Given he has a great track record with you, I would start with being empathetic to his situation. It sucks to be him right now. Showing some compassion may get him headed in the right direction. 

At the same time I would be crystal clear about how it should look after his repair. He knows he needs to fix it but he will need the guidelines that will be acceptable. 

Mediators and lawyers can stay out of it given you have a good history. You need to find the right things that get him turned around. 

It always amazes me that's when things go bad there are guys that want to run from it. It can be such a great opportunity to show your true colors and solidify a relationship if you just get with the program and do the right thing. Short sighted people just can't see that far, I guess.


----------



## We Fix Houses (Aug 15, 2007)

Who suggested using that tile..?


----------



## Deckhead (Dec 9, 2010)

It looks like . That being said he's a tile guy and knows that. He ain't happy either, it sucks not paying someone but just express what you have to pay to have it right and you'd rather work with him to make it right. 

If you guys have a relationship than there is no reason to get lawyers involved, however, he doesn't need to know that.

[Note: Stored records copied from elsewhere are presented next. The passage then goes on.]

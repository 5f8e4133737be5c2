//! Shared fixtures for the integration tests.
#![allow(dead_code)]

use sqlx::sqlite::SqlitePoolOptions;
use sqlx::SqlitePool;
use std::sync::Arc;
use std::time::Duration;
use tempfile::TempDir;

use drive_import::drive::mime;
use drive_import::{
    ContinuationQueue, ImportConfig, InMemoryDrive, LocalObjectStore, Orchestrator,
    OrchestratorBuilder, Principal, RetryPolicy, Role, SqliteCatalog, SqliteContinuationQueue,
    SqliteRunStore,
};

pub const SECRET: &str = "runner-secret";

pub const QUIZ_TEXT: &str = "1. What is 2 + 2?\na) 3\nb) 4 *\nc) 5\n\n\
2. The sky is blue. Verdadeiro ou falso?\nResposta: V\n";

pub async fn memory_pool() -> SqlitePool {
    SqlitePoolOptions::new()
        .max_connections(1)
        .connect("sqlite::memory:")
        .await
        .unwrap()
}

pub struct Harness {
    pub pool: SqlitePool,
    pub drive: Arc<InMemoryDrive>,
    pub catalog: Arc<SqliteCatalog>,
    pub runs: Arc<SqliteRunStore>,
    pub queue: Arc<SqliteContinuationQueue>,
    pub storage_dir: TempDir,
}

impl Harness {
    pub async fn new() -> Self {
        let pool = memory_pool().await;
        let catalog = SqliteCatalog::new(pool.clone());
        catalog.run_migrations().await.unwrap();
        let runs = SqliteRunStore::new(pool.clone());
        runs.run_migrations().await.unwrap();
        let queue = SqliteContinuationQueue::new(pool.clone());
        queue.run_migrations().await.unwrap();

        Self {
            pool,
            drive: Arc::new(InMemoryDrive::new()),
            catalog: Arc::new(catalog),
            runs: Arc::new(runs),
            queue: Arc::new(queue),
            storage_dir: tempfile::tempdir().unwrap(),
        }
    }

    pub fn orchestrator(&self, config: ImportConfig) -> Orchestrator {
        OrchestratorBuilder::new(
            self.drive.clone(),
            Arc::new(LocalObjectStore::new(self.storage_dir.path())),
            self.catalog.clone(),
            self.runs.clone(),
            self.queue.clone() as Arc<dyn ContinuationQueue>,
        )
        .config(config)
        .runner_secret(SECRET)
        .build()
    }
}

/// Generous budget, near-instant retries.
pub fn test_config() -> ImportConfig {
    ImportConfig::default().retry(RetryPolicy::fixed(2, Duration::from_millis(1)))
}

/// Every executed task exhausts the budget.
pub fn zero_budget_config() -> ImportConfig {
    test_config().time_budget(Duration::ZERO)
}

pub fn admin() -> Principal {
    Principal::new("admin-1", Role::Admin)
}

/// `root/Course A/Module 1/{video1.mp4, doc1.pdf}`
pub fn seed_course(drive: &InMemoryDrive) {
    drive
        .add_folder("root", "Imports", None)
        .add_folder("course-a", "Course A", Some("root"))
        .add_folder("module-1", "Module 1", Some("course-a"))
        .add_file("video1", "video1.mp4", "video/mp4", "module-1", vec![7u8; 1024])
        .add_file("doc1", "doc1.pdf", mime::PDF, "module-1", b"%PDF-1.4 test".to_vec());
}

Don't let him get away with that kind of work, for him and all your other subs to know that you know.

I can see the separate sheets on my phone. He's probably embarrassed and just trying to justify something he's kicking himself in the ass for already and doesn't want the extra criticism. Be courteous and stern, but get it fixed.


----------



## Frank Castle (Dec 27, 2011)

Pearce Services said:


> That is Butt-Ugly...


:laughing:

That's just Fugly!


----------



## Kowboy (May 7, 2009)

I'd like to buy a bag of whatever it was he was smokin' when he laid that...


----------



## Tom Struble (Mar 2, 2007)

hone:


----------



## mski (Apr 4, 2013)

KAP said:


> BTW, if his previous work was great, that's your standard of expectation, no?... :whistling
> 
> Show him some pics of his previous work and tell him, THIS is your expectation...


IMO this is the answer. 
You have been using this guy for a long time, he does great work, now he subs a job, it turns out ****ty and he is busting your balls with a lien because your expectations are of his previous work and you wont pay.

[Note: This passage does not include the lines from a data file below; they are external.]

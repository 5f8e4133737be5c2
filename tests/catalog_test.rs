//! Tests for SqliteCatalog upserts.

mod common;

use drive_import::quiz::{ParsedQuestion, QuestionKind};
use drive_import::store::{FolderRecord, LessonKind, LessonRecord, TestRecord};
use drive_import::{Catalog, SqliteCatalog};

async fn setup_catalog() -> SqliteCatalog {
    let catalog = SqliteCatalog::new(common::memory_pool().await);
    catalog.run_migrations().await.unwrap();
    catalog
}

fn folder(source_id: &str, title: &str) -> FolderRecord {
    FolderRecord {
        source_id: source_id.to_string(),
        revision: Some("r1".to_string()),
        title: title.to_string(),
        code: None,
        position: 0,
    }
}

fn lesson(course_id: &str, module_id: Option<&str>, source_id: &str) -> LessonRecord {
    LessonRecord {
        course_id: course_id.to_string(),
        module_id: module_id.map(str::to_string),
        source_id: source_id.to_string(),
        revision: Some("r1".to_string()),
        title: "Intro".to_string(),
        code: None,
        kind: LessonKind::Video,
        position: 0,
        storage_key: Some("courses/c/m/s/intro.mp4".to_string()),
        storage_location: None,
        content_type: Some("video/mp4".to_string()),
        size: Some(10),
        drive_link: None,
    }
}

fn question(prompt: &str) -> ParsedQuestion {
    ParsedQuestion {
        kind: QuestionKind::MultipleChoice,
        prompt: prompt.to_string(),
        options: vec!["a".to_string(), "b".to_string()],
        correct_answer: Some("a".to_string()),
        points: 1,
    }
}

#[tokio::test]
async fn test_upserts_never_duplicate() {
    let catalog = setup_catalog().await;

    let course = catalog.upsert_course(&folder("c1", "Course")).await.unwrap();
    let again = catalog.upsert_course(&folder("c1", "Course renamed")).await.unwrap();
    assert_eq!(course, again);

    let module = catalog.upsert_module(&course, &folder("m1", "Module")).await.unwrap();
    assert_eq!(
        module,
        catalog.upsert_module(&course, &folder("m1", "Module")).await.unwrap()
    );

    let record = lesson(&course, Some(&module), "f1");
    let lesson_id = catalog.upsert_lesson(&record).await.unwrap();
    assert_eq!(lesson_id, catalog.upsert_lesson(&record).await.unwrap());

    let counts = catalog.counts().await.unwrap();
    assert_eq!((counts.courses, counts.modules, counts.lessons), (1, 1, 1));
}

#[tokio::test]
async fn test_same_file_under_different_parents() {
    let catalog = setup_catalog().await;

    let course = catalog.upsert_course(&folder("c1", "Course")).await.unwrap();
    let m1 = catalog.upsert_module(&course, &folder("m1", "One")).await.unwrap();
    let m2 = catalog.upsert_module(&course, &folder("m2", "Two")).await.unwrap();

    let a = catalog.upsert_lesson(&lesson(&course, Some(&m1), "f1")).await.unwrap();
    let b = catalog.upsert_lesson(&lesson(&course, Some(&m2), "f1")).await.unwrap();
    let c = catalog.upsert_lesson(&lesson(&course, None, "f1")).await.unwrap();
    assert_ne!(a, b);
    assert_ne!(a, c);
    assert_eq!(catalog.counts().await.unwrap().lessons, 3);
}

#[tokio::test]
async fn test_bind_course_keeps_title_and_is_findable() {
    let catalog = setup_catalog().await;

    let course = catalog.create_course("Existing course").await.unwrap();
    assert!(catalog.course_exists(&course).await.unwrap());
    assert!(!catalog.course_exists("nope").await.unwrap());

    let bound = catalog.bind_course(&course, &folder("drive-folder", "Drive name")).await.unwrap();
    assert_eq!(bound, course);
    assert_eq!(
        catalog.find_course_by_source("drive-folder").await.unwrap(),
        Some(course.clone())
    );

    assert!(catalog.bind_course("missing", &folder("x", "x")).await.is_err());
}

#[tokio::test]
async fn test_replace_questions_drops_stale_rows() {
    let catalog = setup_catalog().await;

    let course = catalog.upsert_course(&folder("c1", "Course")).await.unwrap();
    let mut record = lesson(&course, None, "quiz");
    record.kind = LessonKind::Quiz;
    let lesson_id = catalog.upsert_lesson(&record).await.unwrap();

    let test = TestRecord {
        title: "Quiz".to_string(),
        duration_minutes: 60,
        passing_score: 70,
        max_attempts: 3,
    };
    let test_id = catalog.upsert_test(&lesson_id, &test).await.unwrap();
    assert_eq!(test_id, catalog.upsert_test(&lesson_id, &test).await.unwrap());

    let three = vec![question("one"), question("two"), question("three")];
    assert_eq!(catalog.replace_questions(&test_id, &three).await.unwrap(), 3);
    assert_eq!(catalog.replace_questions(&test_id, &three).await.unwrap(), 3);
    assert_eq!(catalog.counts().await.unwrap().questions, 3);

    catalog.replace_questions(&test_id, &three[..1]).await.unwrap();
    let counts = catalog.counts().await.unwrap();
    assert_eq!(counts.tests, 1);
    assert_eq!(counts.questions, 1);
}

Show him pics and see what he says. Maybe he has come to the point where the almighty dollar is no more important the the quality of the work.
If thats the case do what you have to do and scratch him off your sub list.


----------



## blacktop (Oct 28, 2012)

You guys!.....It's a kitchen ! those are drain holes!


----------



## Patsfanindallas (Aug 27, 2013)

blacktop said:


> You guys!.....It's a kitchen ! those are drain holes!


Haha, that took me a second.


----------



## CarpenterSFO (Dec 12, 2012)

It stinks and he knows it, but he's probably within his legal rights filing a lien - it's functional, back of the house, and standards for that sort of work are low; not your standards, but industry standards.

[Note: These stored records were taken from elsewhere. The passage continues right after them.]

//! Lodestone CLI - Content pack installation for log-management platforms
//!
//! This is the main entry point for the Lodestone command-line interface.

mod cli;
mod commands;
mod output;

use anyhow::Result;
use clap::Parser;
use tracing_subscriber::{fmt, prelude::*, EnvFilter};

use cli::{Cli, Commands};

#[tokio::main]
async fn main() -> Result<()> {
    let cli = Cli::parse();

    init_tracing(cli.verbose, cli.quiet);

    let config = cli.config.as_deref();
    match cli.command {
        Commands::Plan(args) => commands::plan::run(args, config).await,
        Commands::Install(args) => commands::install::run(args, config).await,
        Commands::Uninstall(args) => commands::uninstall::run(args, config).await,
        Commands::Installations(args) => commands::installations::run(args, config).await,
        Commands::Excerpts(args) => commands::excerpts::run(args, config).await,
    }
}

/// Initialize tracing with appropriate verbosity
fn init_tracing(verbose: u8, quiet: bool) {
    let filter = if quiet {
        EnvFilter::new("error")
    } else {
        match verbose {
            // Progress of each install is logged at info
            0 => EnvFilter::new("info"),
            1 => EnvFilter::new("debug"),
            _ => EnvFilter::new("trace"),
        }
    };

    tracing_subscriber::registry()
        .with(fmt::layer().with_target(false))
        .with(filter)
        .init();
}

I'd settle with the sub, and let the customer choose between the settled price or to have the work improved to your standard, at the original price. If it's going to cost you more to do the work than the settlement, then consider sweetening the settlement a little.

It's not ideal, but as long as it's an isolated thing and it's only in the back of the house, most commercial customers are going to understand that stuff happens, they'll understand that you're not happy about it, and they'll respect you for offering them a choice of equitable solutions.

You're probably going to eat some costs here, but that's fair. You're the general, so you bear some of the responsibility for it.

It's easy for me to suggest this, or for other people to tell you to threaten lawyers, but we don't know the details, and we're not in your shoes. How much money is involved?


----------



## brunothedog (Sep 8, 2013)

CarpenterSFO said:


> You're probably going to eat some costs here, but that's fair. You're the general, so you bear ALL of the responsibility for it.


fixed it for you.
The contractor bears All the responsibility.
Thats a ****ty job, you'll take it up the azz this time. Tell the sub to stick his lean in the same place, 
I'd sue, 
Your sub gives hacks a good name, and licensed contractors a bad name.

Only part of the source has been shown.